> _Task to complete_: Reproduce, unaltered, the line with "after an interrupt." along with every line that follows it in the records, up to the last.
────
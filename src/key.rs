use std::cell::Cell;
use std::fmt::{self, Write as _};

use thread_local::ThreadLocal;
use tracing::Event;
use tracing::field::{Field, Visit};

/// Reusable per-thread buffers for rendering an event's message key.
///
/// Rendering runs the message's `Display`/`Debug` impls, which may log. The
/// buffer is out of its slot meanwhile, so a nested event renders into a
/// fresh `String`.
#[derive(Default)]
pub(crate) struct KeyBuffers(ThreadLocal<Cell<String>>);

impl KeyBuffers {
    /// Render the message of `event` and pass it to `f`.
    ///
    /// Events without a `message` field are keyed by their callsite name.
    pub(crate) fn with_key<R>(&self, event: &Event<'_>, f: impl FnOnce(&str) -> R) -> R {
        let slot = self.0.get_or_default();
        let mut key = slot.take();
        key.clear();
        event.record(&mut MessageVisitor(&mut key));
        if key.is_empty() {
            key.push_str(event.metadata().name());
        }
        let out = f(&key);
        slot.set(key);
        out
    }
}

struct MessageVisitor<'a>(&'a mut String);

impl Visit for MessageVisitor<'_> {
    fn record_str(&mut self, field: &Field, value: &str) {
        if field.name() == "message" {
            self.0.push_str(value);
        }
    }

    fn record_debug(&mut self, field: &Field, value: &dyn fmt::Debug) {
        if field.name() == "message" {
            let _ = write!(self.0, "{value:?}");
        }
    }
}
use std::time::Duration;

/// Default RPC port for `monerod`.
pub const DEFAULT_DAEMON_PORT: u16 = 18081;

/// Default RPC port for `monero-wallet-rpc`.
pub const DEFAULT_WALLET_PORT: u16 = 18083;

/// Default budget, in milliseconds, for a service to start accepting
/// connections.
pub const DEFAULT_STARTUP_TIMEOUT_MS: u64 = 30_000;

/// Default budget, in milliseconds, for a service to exit after an interrupt.
pub const DEFAULT_SHUTDOWN_TIMEOUT_MS: u64 = 10_000;

/// Default log filter expression used by the binary.
pub const DEFAULT_LOG_FILTER: &str = "info";

/// Default log filter expression used by the binary.
#[must_use]
pub fn default_log_filter() -> &'static str {
    DEFAULT_LOG_FILTER
}

/// Owned log filter value used where allocation is required (e.g. serde).
#[must_use]
pub fn default_log_filter_string() -> String {
    DEFAULT_LOG_FILTER.to_owned()
}

/// Default logging format for the binary.
#[must_use]
pub fn default_log_format() -> crate::logging::LogFormat {
    crate::logging::LogFormat::Json
}

/// Default startup timeout as a [`Duration`].
#[must_use]
pub const fn default_startup_timeout() -> Duration {
    Duration::from_millis(DEFAULT_STARTUP_TIMEOUT_MS)
}

/// Default shutdown timeout as a [`Duration`].
#[must_use]
pub const fn default_shutdown_timeout() -> Duration {
    Duration::from_millis(DEFAULT_SHUTDOWN_TIMEOUT_MS)
}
────
> _Answer below_:
/// Default budget, in milliseconds, for a service to exit after an interrupt.
pub const DEFAULT_SHUTDOWN_TIMEOUT_MS: u64 = 10_000;

/// Default log filter expression used by the binary.
pub const DEFAULT_LOG_FILTER: &str = "info";

/// Default log filter expression used by the binary.
#[must_use]
pub fn default_log_filter() -> &'static str {
    DEFAULT_LOG_FILTER
}

/// Owned log filter value used where allocation is required (e.g. serde).
#[must_use]
pub fn default_log_filter_string() -> String {
    DEFAULT_LOG_FILTER.to_owned()
}

/// Default logging format for the binary.
#[must_use]
pub fn default_log_format() -> crate::logging::LogFormat {
    crate::logging::LogFormat::Json
}

/// Default startup timeout as a [`Duration`].
#[must_use]
pub const fn default_startup_timeout() -> Duration {
    Duration::from_millis(DEFAULT_STARTUP_TIMEOUT_MS)
}

/// Default shutdown timeout as a [`Duration`].
#[must_use]
pub const fn default_shutdown_timeout() -> Duration {
    Duration::from_millis(DEFAULT_SHUTDOWN_TIMEOUT_MS)
}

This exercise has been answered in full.